Malgré cet écart et des relations politiques souvent tendues, les économies des deux pays sont restées interconnectées, notamment à travers la main-d’œuvre syrienne dans les secteurs du bâtiment, de l’agriculture et des services, le commerce transfrontalier et l’usage du système bancaire libanais. Toutefois, la domination politique syrienne sur le pays du Cèdre entre 1976 et 2005 n’a pas favorisé de véritables synergies économiques. Plutôt que d’encourager des accords bilatéraux structurés, le régime syrien a surtout profité du Liban comme d’un levier financier et commercial. De nombreux échanges se faisaient de manière informelle, échappant aux réglementations officielles. Les industriels syriens, au lieu de chercher des débouchés au Liban, privilégiaient d’autres marchés régionaux. En 2005, après le retrait des troupes syriennes, la tension politique a empêché toute réforme des relations économiques entre les deux pays.
L’impact de la guerre syrienne
L’éclatement de la guerre en Syrie en 2011 a eu des conséquences dramatiques pour les deux économies. En Syrie, le conflit a détruit les infrastructures, affaibli la production et provoqué un effondrement de la monnaie. De son côté, le Liban a subi de plein fouet les répercussions du chaos syrien. L’un des premiers chocs a été l’afflux massif de réfugiés, avec un ratio par habitant le plus élevé au monde. Cette crise humanitaire a eu un impact économique considérable : les infrastructures, déjà fragiles, ont été mises sous pression, le marché du travail a été déséquilibré par une main-d’œuvre bon marché en concurrence avec les travailleurs libanais, et les services publics, notamment dans l’éducation et la santé, ont été saturés.
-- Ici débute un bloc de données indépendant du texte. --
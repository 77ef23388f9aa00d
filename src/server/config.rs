use std::net::SocketAddr;

use crate::server::error::{config::ConfigError, AppError};

const DEFAULT_DATABASE_SCHEMA: &str = "bookings";
const DEFAULT_DATABASE_MAX_CONNECTIONS: u32 = 10;
const DEFAULT_TEMPLATE_DIR: &str = "templates";
const DEFAULT_LISTEN_ADDR: &str = "0.0.0.0:8080";

pub struct Config {
    pub database_url: String,
    /// PostgreSQL search path applied to every pooled connection.
    pub database_schema: String,
    pub database_max_connections: u32,

    pub template_dir: String,
    pub listen_addr: SocketAddr,
}

impl Config {
    pub fn from_env() -> Result<Self, AppError> {
        Self::from_lookup(|name| std::env::var(name).ok())
    }

    /// Builds the configuration from an arbitrary variable source.
    ///
    /// `from_env` passes the process environment; tests pass a map so they never
    /// touch global state.
    pub fn from_lookup<F>(lookup: F) -> Result<Self, AppError>
    where
        F: Fn(&str) -> Option<String>,
    {
        let database_url = lookup("DATABASE_URL")
            .filter(|url| !url.is_empty())
            .ok_or_else(|| ConfigError::MissingEnvVar("DATABASE_URL".to_string()))?;

        let database_max_connections = match lookup("DATABASE_MAX_CONNECTIONS") {
            Some(value) => parse_var("DATABASE_MAX_CONNECTIONS", value)?,
            None => DEFAULT_DATABASE_MAX_CONNECTIONS,
        };

        let listen_addr = parse_var(
            "LISTEN_ADDR",
            lookup("LISTEN_ADDR").unwrap_or_else(|| DEFAULT_LISTEN_ADDR.to_string()),
        )?;

        Ok(Self {
            database_url,
            database_schema: lookup("DATABASE_SCHEMA")
                .unwrap_or_else(|| DEFAULT_DATABASE_SCHEMA.to_string()),
            database_max_connections,
            template_dir: lookup("TEMPLATE_DIR")
                .unwrap_or_else(|| DEFAULT_TEMPLATE_DIR.to_string()),
            listen_addr,
        })
    }
}

fn parse_var<T: std::str::FromStr>(name: &str, value: String) -> Result<T, ConfigError> {
    value.parse().map_err(|_| ConfigError::InvalidEnvVar {
        name: name.to_string(),
        value,
    })
}
//! Airport factory for creating test airport rows.

use crate::factory::helpers::next_id;
use sea_orm::{ActiveModelTrait, ActiveValue, DatabaseConnection, DbErr};

/// Factory for creating test airports with customizable fields.
///
/// # Example
///
/// ```rust,ignore
/// use test_utils::factory::airport::AirportFactory;
///
/// let airport = AirportFactory::new(&db)
///     .code("LED")
///     .name("Pulkovo Airport")
///     .build()
///     .await?;
/// ```
pub struct AirportFactory<'a> {
    db: &'a DatabaseConnection,
    code: String,
    name: String,
}

impl<'a> AirportFactory<'a> {
    /// Creates a new AirportFactory with default values.
    ///
    /// Defaults:
    /// - code: `"A{id}"` where id is auto-incremented
    /// - name: `"Airport {id}"`
    pub fn new(db: &'a DatabaseConnection) -> Self {
        let id = next_id();
        Self {
            db,
            code: format!("A{}", id),
            name: format!("Airport {}", id),
        }
    }

    /// Sets the airport code.
    pub fn code(mut self, code: impl Into<String>) -> Self {
        self.code = code.into();
        self
    }

    /// Sets the airport display name.
    pub fn name(mut self, name: impl Into<String>) -> Self {
        self.name = name.into();
        self
    }

    /// Inserts the airport into the database.
    ///
    /// # Returns
    /// - `Ok(Model)` - The created airport entity
    /// - `Err(DbErr)` - Database error during insertion
    pub async fn build(self) -> Result<entity::airport::Model, DbErr> {
        entity::airport::ActiveModel {
            airport_code: ActiveValue::Set(self.code),
            airport_name: ActiveValue::Set(self.name),
        }
        .insert(self.db)
        .await
    }
}

/// Creates an airport with default values.
pub async fn create_airport(db: &DatabaseConnection) -> Result<entity::airport::Model, DbErr> {
    AirportFactory::new(db).build().await
}
use axum::{http::StatusCode, routing::get, Router};
use tower_http::trace::TraceLayer;

use crate::server::{
    controller::{
        aircraft::{calculate, get_aircrafts},
        airport::get_airports,
        flight::get_flights,
        home::home,
    },
    state::AppState,
};

pub fn router() -> Router<AppState> {
    Router::new()
        .route("/", get(home))
        .route("/airports", get(get_airports))
        .route("/flights", get(get_flights))
        .route("/aircrafts", get(get_aircrafts))
        .route("/aircrafts/calculate", get(calculate))
        .fallback(|| async { (StatusCode::NOT_FOUND, "Not found") })
        .layer(TraceLayer::new_for_http())
}
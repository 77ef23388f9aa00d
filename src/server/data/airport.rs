use sea_orm::{
    ConnectionTrait, DatabaseConnection, DbErr, EntityTrait, QueryOrder, QueryResult, QuerySelect,
    QueryTrait,
};

use crate::server::{
    data::scan::{collect_records, ScanRow},
    model::airport::Airport,
};

impl ScanRow for Airport {
    fn scan_row(row: &QueryResult) -> Result<Self, DbErr> {
        Ok(Self {
            code: row.try_get("", "airport_code")?,
            name: row.try_get("", "airport_name")?,
        })
    }
}

pub struct AirportRepository<'a> {
    db: &'a DatabaseConnection,
}

impl<'a> AirportRepository<'a> {
    pub fn new(db: &'a DatabaseConnection) -> Self {
        Self { db }
    }

    /// Gets every airport ordered by code
    pub async fn get_all(&self) -> Result<Vec<Airport>, DbErr> {
        let stmt = entity::prelude::Airport::find()
            .select_only()
            .column(entity::airport::Column::AirportCode)
            .column(entity::airport::Column::AirportName)
            .order_by_asc(entity::airport::Column::AirportCode)
            .build(self.db.get_database_backend());

        let rows = self.db.query_all_raw(stmt).await?;

        Ok(collect_records("airports", rows))
    }
}
use super::*;

/// Tests listing every aircraft ordered by code.
///
/// Expected: Ok(Vec<Aircraft>) with all three aircraft
#[tokio::test]
async fn gets_all_aircraft() -> Result<(), DbErr> {
    let test = TestBuilder::new()
        .with_aircraft_tables()
        .build()
        .await
        .unwrap();
    let db = test.db.as_ref().unwrap();

    for code in ["773", "320", "SU9"] {
        factory::aircraft::AircraftFactory::new(db)
            .code(code)
            .build()
            .await?;
    }

    let repo = AircraftRepository::new(db);
    let aircraft = repo.get_all().await?;

    let codes: Vec<&str> = aircraft.iter().map(|a| a.code.as_str()).collect();
    assert_eq!(codes, vec!["320", "773", "SU9"]);

    Ok(())
}

/// Tests that aircraft are listed even when they have no seats.
///
/// Expected: Ok(Vec<Aircraft>) containing the seatless aircraft
#[tokio::test]
async fn includes_aircraft_without_seats() -> Result<(), DbErr> {
    let test = TestBuilder::new()
        .with_aircraft_tables()
        .build()
        .await
        .unwrap();
    let db = test.db.as_ref().unwrap();

    let created = factory::aircraft::create_aircraft(db).await?;

    let repo = AircraftRepository::new(db);
    let aircraft = repo.get_all().await?;

    assert_eq!(
        aircraft,
        vec![Aircraft {
            code: created.aircraft_code,
        }]
    );

    Ok(())
}
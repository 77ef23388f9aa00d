use crate::server::{
    model::{aircraft::Aircraft, seat::SeatSum},
    service::{aircraft::AircraftService, seat::SeatService},
};
use test_utils::{builder::TestBuilder, factory};

mod seat;
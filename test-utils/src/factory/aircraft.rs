//! Aircraft factory for creating test aircraft rows.

use crate::factory::helpers::next_id;
use sea_orm::{ActiveModelTrait, ActiveValue, DatabaseConnection, DbErr};

/// Factory for creating test aircraft.
///
/// # Example
///
/// ```rust,ignore
/// use test_utils::factory::aircraft::AircraftFactory;
///
/// let aircraft = AircraftFactory::new(&db).code("320").build().await?;
/// ```
pub struct AircraftFactory<'a> {
    db: &'a DatabaseConnection,
    code: String,
}

impl<'a> AircraftFactory<'a> {
    /// Creates a new AircraftFactory with default values.
    ///
    /// Defaults:
    /// - code: `"C{id}"` where id is auto-incremented
    pub fn new(db: &'a DatabaseConnection) -> Self {
        Self {
            db,
            code: format!("C{}", next_id()),
        }
    }

    /// Sets the aircraft code.
    pub fn code(mut self, code: impl Into<String>) -> Self {
        self.code = code.into();
        self
    }

    /// Inserts the aircraft into the database.
    pub async fn build(self) -> Result<entity::aircraft::Model, DbErr> {
        entity::aircraft::ActiveModel {
            aircraft_code: ActiveValue::Set(self.code),
        }
        .insert(self.db)
        .await
    }
}

/// Creates an aircraft with a generated code.
pub async fn create_aircraft(db: &DatabaseConnection) -> Result<entity::aircraft::Model, DbErr> {
    AircraftFactory::new(db).build().await
}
Selon la Banque mondiale, entre 2012 et 2018, la crise des réfugiés a coûté au Liban près de 13 milliards de dollars en pertes de production économique. Par ailleurs, malgré le versement d’aides internationales en devise liées à la présence des réfugiés, le conflit syrien a aussi eu un impact négatif sur la croissance économique et l’évolution des dépôts dans les banques commerciales. De plus, il a perturbé les échanges commerciaux et la circulation des marchandises. La fermeture de certaines routes et l’instabilité aux frontières a rendu plus coûteuses les importations et les exportations. Le port de Beyrouth a été largement utilisé par la Syrie pour contourner les sanctions internationales, ce qui a creusé le déficit commercial libanais et accru la pression sur les réserves en devises étrangères sous un régime de taux de change fixe. Ainsi, si la crise économique et financière libanaise de 2019 n’a pas été provoquée par la situation syrienne, celle-ci a certainement joué un rôle aggravant.
Vers un renouveau ?
Alors que la Syrie amorce un virage vers un modèle économique plus ouvert, le Liban peine encore à se relever de sa crise financière. L’annonce par les autorités syriennes de leur volonté d’introduire des réformes libérales pourrait ouvrir la voie à une coopération économique plus équilibrée entre les deux pays. Cependant, plusieurs questions demeurent en suspens. La Syrie pourra-t-elle réellement mettre en place un modèle libéral sans heurts, après des décennies d’économie centralisée ? Le Liban
parviendra-t-il à mener les réformes nécessaires pour stabiliser son économie et restaurer la confiance des investisseurs ? Et surtout, les relations politiques entre les deux pays permettront-elles d’envisager un cadre économique structuré, basé sur des accords bilatéraux solides et transparents ? Les opportunités de coopération sont nombreuses : reconstruction des infrastructures syriennes avec une expertise libanaise, relance des échanges commerciaux, investissements conjoints dans des secteurs stratégiques comme l’énergie et les transports et intégration progressive des économies à travers des réformes coordonnées.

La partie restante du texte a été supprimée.